- **Activity**: Up to and including the line that contains "a part's parameters.", repeat each line of the data exactly, starting from the first.
Supplied data START
//! Error taxonomy for figure configuration, layout and assembly.

use std::path::PathBuf;

/// Errors surfaced by the figure pipeline.
///
/// Every failure aborts the current operation; nothing here is recovered
/// locally or replaced with a default.
#[derive(Debug, thiserror::Error)]
pub enum FigureError {
    /// A proportion config violated one of its invariants.
    #[error("invalid config field `{field}`: {reason}")]
    ConfigValidation { field: String, reason: String },

    /// Arm angle outside `[0, 180]` degrees (or not a number).
    #[error("arm angle {value} is outside the supported range [0, 180] degrees")]
    InvalidPoseAngle { value: f64 },

    /// The primitive backend rejected a part's parameters.
    #[error("failed to construct part `{part_name}`: {cause}")]
    PartConstructionFailed {
        part_name: String,
        #[source]
        cause: PrimitiveError,
    },

    #[error("unknown preset `{name}` (available: {available})")]
    UnknownPreset { name: String, available: String },

    #[error("unknown pose `{name}` (available: {available})")]
    UnknownPose { name: String, available: String },

    #[error("failed to access {path:?}: {source}")]
    Io {
        path: PathBuf,
        #[source]
        source: std::io::Error,
    },

    #[error("malformed config JSON: {0}")]
    Json(#[from] serde_json::Error),
}

impl FigureError {
    pub(crate) fn validation(field: impl Into<String>, reason: impl Into<String>) -> Self {
        Self::ConfigValidation {
            field: field.into(),
            reason: reason.into(),
        }
    }
}

/// Reason a primitive backend refused to build a mesh.
#[derive(Debug, Clone, PartialEq, thiserror::Error)]
pub enum PrimitiveError {
    /// A dimension was zero, negative or not finite.
    #[error("{dimension} must be a positive finite number, got {value}")]
    Degenerate { dimension: &'static str, value: f64 },

    /// The mesh would not fit the backend's index format.
    #[error("mesh needs {count} vertices, exceeding the limit of {max}")]
    IndexOverflow { count: usize, max: usize },
}

/// Result alias used throughout the crate.
pub type Result<T> = std::result::Result<T, FigureError>;
//! Placement-to-mesh translation and the figure-level generator

use crate::backend::PrimitiveBackend;
use crate::config::ProportionConfig;
use crate::error::{FigureError, PrimitiveError, Result};
use crate::layout::{ArmPose, layout_figure};
use crate::placement::{PartPlacement, ShapeParams};
use crate::presets::preset;

// =============================================================================
// Assembly
// =============================================================================

/// One constructed part of a figure
#[derive(Clone, Debug, PartialEq)]
pub struct AssembledPart<M> {
    pub name: String,
    pub mesh: M,
}

/// Ordered, named meshes of one generated figure plus the config they came from
#[derive(Clone, Debug)]
pub struct FigureAssembly<M> {
    config: ProportionConfig,
    arm_angle: f64,
    parts: Vec<AssembledPart<M>>,
}

impl<M> FigureAssembly<M> {
    pub fn config(&self) -> &ProportionConfig {
        &self.config
    }

    /// Arm angle the figure was posed with, in degrees
    pub fn arm_angle(&self) -> f64 {
        self.arm_angle
    }

    pub fn parts(&self) -> &[AssembledPart<M>] {
        &self.parts
    }

    pub fn part_count(&self) -> usize {
        self.parts.len()
    }

    pub fn part_names(&self) -> impl Iterator<Item = &str> {
        self.parts.iter().map(|p| p.name.as_str())
    }

    /// Look up a part by name
    pub fn part(&self, name: &str) -> Option<&AssembledPart<M>> {
        self.parts.iter().find(|p| p.name == name)
    }

    pub fn iter(&self) -> std::slice::Iter<'_, AssembledPart<M>> {
        self.parts.iter()
    }

    pub fn into_parts(self) -> Vec<AssembledPart<M>> {
        self.parts
    }
}

impl<'a, M> IntoIterator for &'a FigureAssembly<M> {
    type Item = &'a AssembledPart<M>;
    type IntoIter = std::slice::Iter<'a, AssembledPart<M>>;

    fn into_iter(self) -> Self::IntoIter {
        self.parts.iter()
    }
}

// =============================================================================
// Assembler
// =============================================================================

/// Sends each placement to a [`PrimitiveBackend`] and collects the meshes.
pub struct PrimitiveAssembler<'b, B: ?Sized> {
    backend: &'b B,
    subdivisions: u32,
}

impl<'b, B: PrimitiveBackend + ?Sized> PrimitiveAssembler<'b, B> {
    pub fn new(backend: &'b B, subdivisions: u32) -> Self {
        Self {
            backend,
            subdivisions,
        }
    }

    /// Build the mesh for a single placement
    pub fn build_part(&self, placement: &PartPlacement) -> std::result::Result<B::Mesh, PrimitiveError> {
        match placement.shape {
            ShapeParams::Sphere { radius } => {
                self.backend
                    .make_sphere(radius, placement.position, self.subdivisions)
            }
            ShapeParams::Cylinder { radius, length } => self.backend.make_cylinder(
                radius,
                length,
                placement.proximal(),
                placement.orientation,
            ),
            ShapeParams::Box {
                width,
                height,
                depth,
            } => self.backend.make_box(
                width,
                height,
                depth,
                placement.position,
                placement.orientation,
            ),
        }
    }

    /// Build every placement in order.
    ///
    /// The first backend failure aborts the whole assembly.
    pub fn assemble(
        &self,
        config: &ProportionConfig,
        arm_angle: f64,
        placements: &[PartPlacement],
    ) -> Result<FigureAssembly<B::Mesh>> {
        let parts = placements
            .iter()
            .map(|placement| -> Result<AssembledPart<B::Mesh>> {
                let mesh = self.build_part(placement).map_err(|cause| {
                    FigureError::PartConstructionFailed {
                        part_name: placement.name.clone(),
                        cause,
                    }
                })?;
                Ok(AssembledPart {
                    name: placement.name.clone(),
                    mesh,
                })
            })
            .collect::<Result<Vec<_>>>()?;

        Ok(FigureAssembly {
            config: config.clone(),
            arm_angle,
            parts,
        })
    }
}

// =============================================================================
// Generator
// =============================================================================

/// Layout plus assembly against one backend.
pub struct FigureGenerator<B> {
    backend: B,
}

impl<B: PrimitiveBackend> FigureGenerator<B> {
    pub fn new(backend: B) -> Self {
        Self { backend }
    }

    pub fn backend(&self) -> &B {
        &self.backend
    }

    /// Generate a figure from a validated config and an arm angle in degrees
    pub fn generate(&self, config: &ProportionConfig, arm_angle: f64) -> Result<FigureAssembly<B::Mesh>> {
        let pose = ArmPose::new(arm_angle)?;
        let placements = layout_figure(config, pose.degrees())?;
        PrimitiveAssembler::new(&self.backend, config.subdivisions()).assemble(
            config,
            pose.degrees(),
            &placements,
        )
    }

    /// Generate a figure from a built-in preset
    pub fn generate_preset(&self, name: &str, arm_angle: f64) -> Result<FigureAssembly<B::Mesh>> {
        let config = preset(name)?;
        self.generate(&config, arm_angle)
    }
}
Supplied data END
- **Finished exercise**:
//! Error taxonomy for figure configuration, layout and assembly.

use std::path::PathBuf;

/// Errors surfaced by the figure pipeline.
///
/// Every failure aborts the current operation; nothing here is recovered
/// locally or replaced with a default.
#[derive(Debug, thiserror::Error)]
pub enum FigureError {
    /// A proportion config violated one of its invariants.
    #[error("invalid config field `{field}`: {reason}")]
    ConfigValidation { field: String, reason: String },

    /// Arm angle outside `[0, 180]` degrees (or not a number).
    #[error("arm angle {value} is outside the supported range [0, 180] degrees")]
    InvalidPoseAngle { value: f64 },

    /// The primitive backend rejected a part's parameters.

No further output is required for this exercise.